Figure 1.

Binding of OhrR to the ohrA and ohrA* promoters. (A) The ohrA promoter and variants used in this study. The wild-type promoter (ohrA) contains two inverted repeats shown by thick arrows. Bases matching the perfect inverted repeat are identified by a vertical line. The thin arrows indicate the 11-bp direct repeats. The −10 and −35 regions are shown in bold letters, and the transcription start site (+1 position) is in italics. ohrA* is a previously described 15-bp deletion in the promoter region (10) as indicated with a dashed line. The ohrA1 mutation (uppercase bold letters) destroys the perfect inverted repeat (but not the direct repeat).

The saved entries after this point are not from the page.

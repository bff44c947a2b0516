use std::path::Path;

use tracing::debug;
use vaultcli_crypto::{
    AsymmetricKeyPair, AsymmetricWrap, Cypher, KeyWrapper, WorkspaceCypher, WrapScheme,
};

use crate::platform::{Config, ConfigError, ConfigFile};

mod crypto;
pub(crate) use crypto::{read_input, DecryptArgs, EncryptArgs, WorkspaceKeyCommand};

/// The user's key material, loaded once per invocation.
pub(crate) struct UserKeys {
    pub(crate) config: Config,
    wrapper: KeyWrapper,
}

impl UserKeys {
    pub(crate) fn load(config_path: Option<&Path>) -> color_eyre::eyre::Result<Self> {
        let file = ConfigFile::open(config_path)?;
        let config = file.config()?;

        let key_path = file.resolve(&config.key);
        let key = read_key_file(&key_path)?;

        let wrapper = match (&config.public_key, config.wrap_scheme) {
            (Some(public_key), WrapScheme::Asymmetric) => {
                let public_key = read_key_file(&file.resolve(public_key))?;
                KeyWrapper::Asymmetric(AsymmetricWrap::new(AsymmetricKeyPair::from_pems(
                    &key,
                    &public_key,
                )?))
            }
            (_, scheme) => KeyWrapper::from_scheme(scheme, &key)?,
        };
        debug!(
            scheme = ?wrapper.scheme(),
            server = %config.server,
            insecure = config.insecure,
            "Loaded user key"
        );

        Ok(Self { config, wrapper })
    }

    pub(crate) fn cypher(self) -> Cypher<KeyWrapper> {
        Cypher::new(self.wrapper)
    }

    /// The RSA cypher, only available with the asymmetric scheme.
    pub(crate) fn workspace_cypher(&self) -> color_eyre::eyre::Result<&WorkspaceCypher> {
        match &self.wrapper {
            KeyWrapper::Asymmetric(wrap) => Ok(wrap.cypher()),
            KeyWrapper::Symmetric(_) => Err(color_eyre::eyre::eyre!(
                "Signing requires an RSA private key, set wrap_scheme to 'asymmetric'"
            )),
        }
    }
}

fn read_key_file(path: &Path) -> Result<String, ConfigError> {
    std::fs::read_to_string(path).map_err(|source| ConfigError::KeyFile {
        path: path.to_path_buf(),
        source,
    })
}
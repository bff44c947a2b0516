//! PKCS#7 padding for the 16 byte AES block.

use crate::{CryptoError, Result};

/// AES block size in bytes.
pub const BLOCK_SIZE: usize = 16;

/// Pad `data` to a multiple of `block_size`.
///
/// A full block of padding is appended when the input is already aligned.
pub fn pad(data: &[u8], block_size: usize) -> Vec<u8> {
    let pad_len = block_size - (data.len() % block_size);
    let mut padded = Vec::with_capacity(data.len() + pad_len);
    padded.extend_from_slice(data);
    padded.resize(data.len() + pad_len, pad_len as u8);
    padded
}

/// Strip the padding added by [pad].
///
/// Only the final byte is inspected, matching the payloads written by existing clients. A pad
/// length of zero strips nothing.
pub fn unpad(data: &[u8], block_size: usize) -> Result<&[u8]> {
    let Some(&last) = data.last() else {
        return Err(CryptoError::InvalidPadding);
    };
    let pad_len = last as usize;
    if pad_len > block_size || pad_len > data.len() {
        return Err(CryptoError::InvalidPadding);
    }

    Ok(&data[..data.len() - pad_len])
}
//! # Legacy passphrase key derivation
//!
//! OpenSSL's `EVP_BytesToKey` with MD5, as used by `openssl enc -md md5` and CryptoJS passphrase
//! encryption. Every stored payload was produced with it, so the output has to stay identical
//! byte for byte. Do not use it for anything new.

use md5::{Digest, Md5};
use zeroize::Zeroizing;

/// Size of a derivation word in bytes.
pub(crate) const WORD_SIZE: usize = 4;

/// Key and IV material produced by [evp_bytes_to_key].
pub struct DerivedKeyMaterial {
    key: Zeroizing<Vec<u8>>,
    iv: Zeroizing<Vec<u8>>,
}

impl DerivedKeyMaterial {
    /// Cipher key bytes.
    pub fn key(&self) -> &[u8] {
        &self.key
    }

    /// Initialization vector bytes.
    pub fn iv(&self) -> &[u8] {
        &self.iv
    }
}

// We manually implement these to make sure we don't print any sensitive data
impl std::fmt::Debug for DerivedKeyMaterial {
    fn fmt(&self, f: &mut std::fmt::Formatter<'_>) -> std::fmt::Result {
        f.debug_struct("DerivedKeyMaterial")
            .field("key_len", &self.key.len())
            .field("iv_len", &self.iv.len())
            .finish()
    }
}

/// Derive `key_words + iv_words` 32-bit words from a passphrase and salt.
///
/// Each round hashes the previous block (when there is one), the passphrase and the salt, then
/// rehashes the result `iterations - 1` more times. Blocks are concatenated until enough bytes
/// exist and the output is truncated to the requested length.
pub fn evp_bytes_to_key(
    passphrase: &[u8],
    salt: &[u8],
    key_words: usize,
    iv_words: usize,
    iterations: u32,
) -> DerivedKeyMaterial {
    let target_len = (key_words + iv_words) * WORD_SIZE;
    let mut derived = Zeroizing::new(Vec::with_capacity(target_len + Md5::output_size()));
    let mut block: Option<Zeroizing<Vec<u8>>> = None;

    while derived.len() < target_len {
        let mut hasher = Md5::new();
        if let Some(previous) = &block {
            hasher.update(previous.as_slice());
        }
        hasher.update(passphrase);
        hasher.update(salt);
        let mut digest = Zeroizing::new(hasher.finalize().to_vec());

        for _ in 1..iterations {
            digest = Zeroizing::new(Md5::digest(digest.as_slice()).to_vec());
        }

        derived.extend_from_slice(&digest);
        block = Some(digest);
    }

    derived.truncate(target_len);
    let iv = Zeroizing::new(derived.split_off(key_words * WORD_SIZE));

    DerivedKeyMaterial { key: derived, iv }
}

The ohrA2 mutation (uppercase bold letters) destroys the direct repeat as well as the imperfect inverted repeat. −10* is a new −10 region in the ohrA* promoter. (B) DNase I footprinting analysis of OhrR binding to the ohrA (lanes 1–9) and ohrA* (lanes 10–18) promoters. Both promoter regions (2 nM DNA) were labeled on the top strand, and the amount of OhrR (nM) is shown above the lane number. Note that at high concentrations the protein binding site extends in the downstream direction. DTT (1 mM) was present in all binding reactions. The −10, −35, and +1 positions are shown next to the G+A ladders. The inverted repeats are shown with arrows.